Cerrahpaşa Medical Journal
ORIGINAL ARTICLE

Possible Effect of Genetic Polymorphism with Thrombophilia on Brain White Matter Lesions: A Pilot Study

1.

Department of Neurology, Yeditepe University, Faculty of Medicine, İstanbul, Turkey

2.

Department of Radiology, Yeditepe University, Faculty of Medicine, İstanbul, Turkey

Cerrahpasa Med J 2023; 47: 162-167
DOI: 10.5152/cjm.2023.23007
Read: 689 Downloads: 336 Published: 22 August 2023

Objective: The aim of this study was to determine the relationship between coincidental white matter lesions in the brain and genetic mutation in young adults without any chronic neurological disease and without risk of vascular atherosclerosis and to examine the characteristics of the lesions in brain magnetic resonance images of patients with genetic mutations.

Methods: The morphology of subcortical and periventricular hyperintense white matter lesion regions were measured from high-resolution, 3-dimen- sional fluid-attenuated inversion recovery images acquired for 15 active participants. Subjects ranged in age from 30 to 55 years and were divided into 2 groups, the first was completely asymptomatic and the other was not diagnosed with a definite rheumatic disease but was divided into arthritis or serologically positive patients. Brain magnetic resonance images of the participants were measured both on a visual scale and volumetric measure- ments of detected lesions using active contour segmentation with the Insight Segmentation and Registration Toolkit (ITK)- Simple Anatomic Parsing (SNAP) viewer technique.
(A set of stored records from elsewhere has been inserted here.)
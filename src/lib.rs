//! csvbench - CSV parsing benchmark harness
//!
//! Drives a CSV engine through several access patterns (bulk read,
//! count-only, streaming, and serialized async variants) against a set of
//! fixture files and assembles the measurements into an exportable
//! result set.

use std::fmt;

// Public re-exports
pub mod bench;
pub mod config;
pub mod engine;
pub mod export;
pub mod fixtures;
pub mod models;
pub mod util;

// Common error types
#[derive(Debug)]
pub enum CsvBenchError {
    /// I/O operation failed
    IoError(std::io::Error),
    /// Configuration validation or parsing error
    ConfigError(String),
    /// Benchmark execution error
    BenchmarkError(String),
    /// CSV engine failure (malformed input, reader error)
    EngineError(String),
    /// Result export error
    ExportError(String),
    /// Fixture generation error
    FixtureError(String),
}

impl fmt::Display for CsvBenchError {
    fn fmt(&self, f: &mut fmt::Formatter<'_>) -> fmt::Result {
        match self {
            CsvBenchError::IoError(err) => write!(f, "I/O error: {}", err),
            CsvBenchError::ConfigError(msg) => write!(f, "Configuration error: {}", msg),
            CsvBenchError::BenchmarkError(msg) => write!(f, "Benchmark error: {}", msg),
            CsvBenchError::EngineError(msg) => write!(f, "CSV engine error: {}", msg),
            CsvBenchError::ExportError(msg) => write!(f, "Export error: {}", msg),
            CsvBenchError::FixtureError(msg) => write!(f, "Fixture error: {}", msg),
        }
    }
}

impl std::error::Error for CsvBenchError {
    fn source(&self) -> Option<&(dyn std::error::Error + 'static)> {
        match self {
            CsvBenchError::IoError(err) => Some(err),
            _ => None,
        }
    }
}

impl From<std::io::Error> for CsvBenchError {
    fn from(err: std::io::Error) -> Self {
        CsvBenchError::IoError(err)
    }
}

impl From<csv::Error> for CsvBenchError {
    fn from(err: csv::Error) -> Self {
        CsvBenchError::EngineError(err.to_string())
    }
}

impl From<serde_json::Error> for CsvBenchError {
    fn from(err: serde_json::Error) -> Self {
        CsvBenchError::ExportError(format!("JSON serialization error: {}", err))
    }
}

impl From<toml::de::Error> for CsvBenchError {
    fn from(err: toml::de::Error) -> Self {
        CsvBenchError::ConfigError(format!("TOML parsing error: {}", err))
    }
}

impl From<toml::ser::Error> for CsvBenchError {
    fn from(err: toml::ser::Error) -> Self {
        CsvBenchError::ConfigError(format!("TOML serialization error: {}", err))
    }
}

/// Result type alias for csvbench operations
pub type Result<T> = std::result::Result<T, CsvBenchError>;

// Common constants
pub const APP_NAME: &str = "csvbench";
pub const CONFIG_FILE: &str = "csvbench.toml";
pub const RESULTS_JSON_FILE: &str = "results.json";
pub const RESULTS_CSV_FILE: &str = "results.csv";
pub const SUITE_NAME: &str = "CSV Real Data Performance";
pub const BENCHMARK_NAME: &str = "Real Data Performance";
Results: In patients who coincidentally found multiple brain white matter lesions, the most frequent gene mutations were plasminogen activator inhibitor type 1 4G/5G and methylenetetrahydrofolate reductase A1298C heterozygous. When evaluated radiologically concerning the lesion depth and configuration, they were found compatible with ischemic lesions. No statistically significant difference was demonstrated between the 2 groups in the mean volume of lesions using the semi-automated method.

Conclusion: The plasminogen activator inhibitor type 1 4G/5G and methylenetetrahydrofolate reductase AC1298 C gene mutations were perceived to be one of the most common polymorphism combinations in the healthy young population that were coincidentally attested to have hyperintense white matter lesions in the brain at an early stage in an asymptomatic young population.

Cite this article as: Şilek H, Akduman RC, Tuncer O, Fırat Z. Possible effect of genetic polymorphism with thrombophilia on brain white matter lesions: A pilot study. Cerrahpaşa Med J. 2023;47(2):162-167.